### HOW TO COMPLETE THIS TASK:
Only the lines below starting at the one that contains "pub fn parse(input: &str)" and ending at the one that contains "impl std::fmt::Display for RecipientHandle" are to be reproduced, exactly and with both ends kept.

===============

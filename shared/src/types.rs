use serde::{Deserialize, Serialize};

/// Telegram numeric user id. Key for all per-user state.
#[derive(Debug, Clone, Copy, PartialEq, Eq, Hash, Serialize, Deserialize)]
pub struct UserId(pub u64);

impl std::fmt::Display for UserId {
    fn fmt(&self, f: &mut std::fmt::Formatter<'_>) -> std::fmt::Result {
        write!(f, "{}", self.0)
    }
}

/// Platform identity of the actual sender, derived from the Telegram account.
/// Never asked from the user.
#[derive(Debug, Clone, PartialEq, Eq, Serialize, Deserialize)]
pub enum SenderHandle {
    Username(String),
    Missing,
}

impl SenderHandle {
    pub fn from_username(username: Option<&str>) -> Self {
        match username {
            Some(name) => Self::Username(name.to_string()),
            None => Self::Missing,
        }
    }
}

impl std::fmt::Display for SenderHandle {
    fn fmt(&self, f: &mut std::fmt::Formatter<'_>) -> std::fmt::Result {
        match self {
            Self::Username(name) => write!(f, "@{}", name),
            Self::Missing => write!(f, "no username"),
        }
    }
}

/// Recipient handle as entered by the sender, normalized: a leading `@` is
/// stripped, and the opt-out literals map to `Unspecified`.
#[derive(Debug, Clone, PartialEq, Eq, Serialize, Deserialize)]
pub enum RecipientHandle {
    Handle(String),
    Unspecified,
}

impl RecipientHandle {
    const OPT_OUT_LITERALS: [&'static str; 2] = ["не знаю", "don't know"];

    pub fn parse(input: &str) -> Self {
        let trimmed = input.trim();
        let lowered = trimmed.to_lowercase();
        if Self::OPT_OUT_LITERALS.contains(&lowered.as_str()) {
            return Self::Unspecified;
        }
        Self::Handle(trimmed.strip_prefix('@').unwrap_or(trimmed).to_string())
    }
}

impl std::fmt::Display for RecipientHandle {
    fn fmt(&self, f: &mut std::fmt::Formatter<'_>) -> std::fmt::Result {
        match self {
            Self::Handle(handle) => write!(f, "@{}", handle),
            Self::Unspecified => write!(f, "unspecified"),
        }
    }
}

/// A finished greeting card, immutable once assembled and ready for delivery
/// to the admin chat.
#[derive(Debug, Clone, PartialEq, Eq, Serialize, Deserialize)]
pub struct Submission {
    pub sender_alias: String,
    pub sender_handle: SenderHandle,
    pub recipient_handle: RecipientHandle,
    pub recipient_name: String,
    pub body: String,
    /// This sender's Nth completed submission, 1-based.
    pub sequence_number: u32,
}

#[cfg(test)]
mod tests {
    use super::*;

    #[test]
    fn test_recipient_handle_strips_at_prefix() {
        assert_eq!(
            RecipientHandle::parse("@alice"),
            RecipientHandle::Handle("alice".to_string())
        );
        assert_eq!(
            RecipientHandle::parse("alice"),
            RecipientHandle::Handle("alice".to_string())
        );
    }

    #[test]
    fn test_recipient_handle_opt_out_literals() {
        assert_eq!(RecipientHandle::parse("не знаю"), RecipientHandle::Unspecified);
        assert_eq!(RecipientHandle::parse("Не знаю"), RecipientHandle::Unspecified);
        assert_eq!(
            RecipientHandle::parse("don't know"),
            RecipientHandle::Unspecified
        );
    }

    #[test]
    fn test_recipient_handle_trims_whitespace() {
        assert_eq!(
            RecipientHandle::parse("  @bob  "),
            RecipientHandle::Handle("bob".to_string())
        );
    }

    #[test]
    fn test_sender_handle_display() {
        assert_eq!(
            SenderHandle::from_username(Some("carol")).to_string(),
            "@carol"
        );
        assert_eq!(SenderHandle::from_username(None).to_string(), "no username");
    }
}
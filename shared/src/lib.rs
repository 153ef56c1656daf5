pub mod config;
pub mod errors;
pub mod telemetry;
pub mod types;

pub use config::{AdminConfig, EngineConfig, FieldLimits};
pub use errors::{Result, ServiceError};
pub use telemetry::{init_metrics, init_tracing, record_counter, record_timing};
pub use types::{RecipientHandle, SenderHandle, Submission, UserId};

===============

### YOUR RESPONSE:
    pub fn parse(input: &str) -> Self {
        let trimmed = input.trim();
        let lowered = trimmed.to_lowercase();
        if Self::OPT_OUT_LITERALS.contains(&lowered.as_str()) {
            return Self::Unspecified;
        }
        Self::Handle(trimmed.strip_prefix('@').unwrap_or(trimmed).to_string())
    }
}

impl std::fmt::Display for RecipientHandle {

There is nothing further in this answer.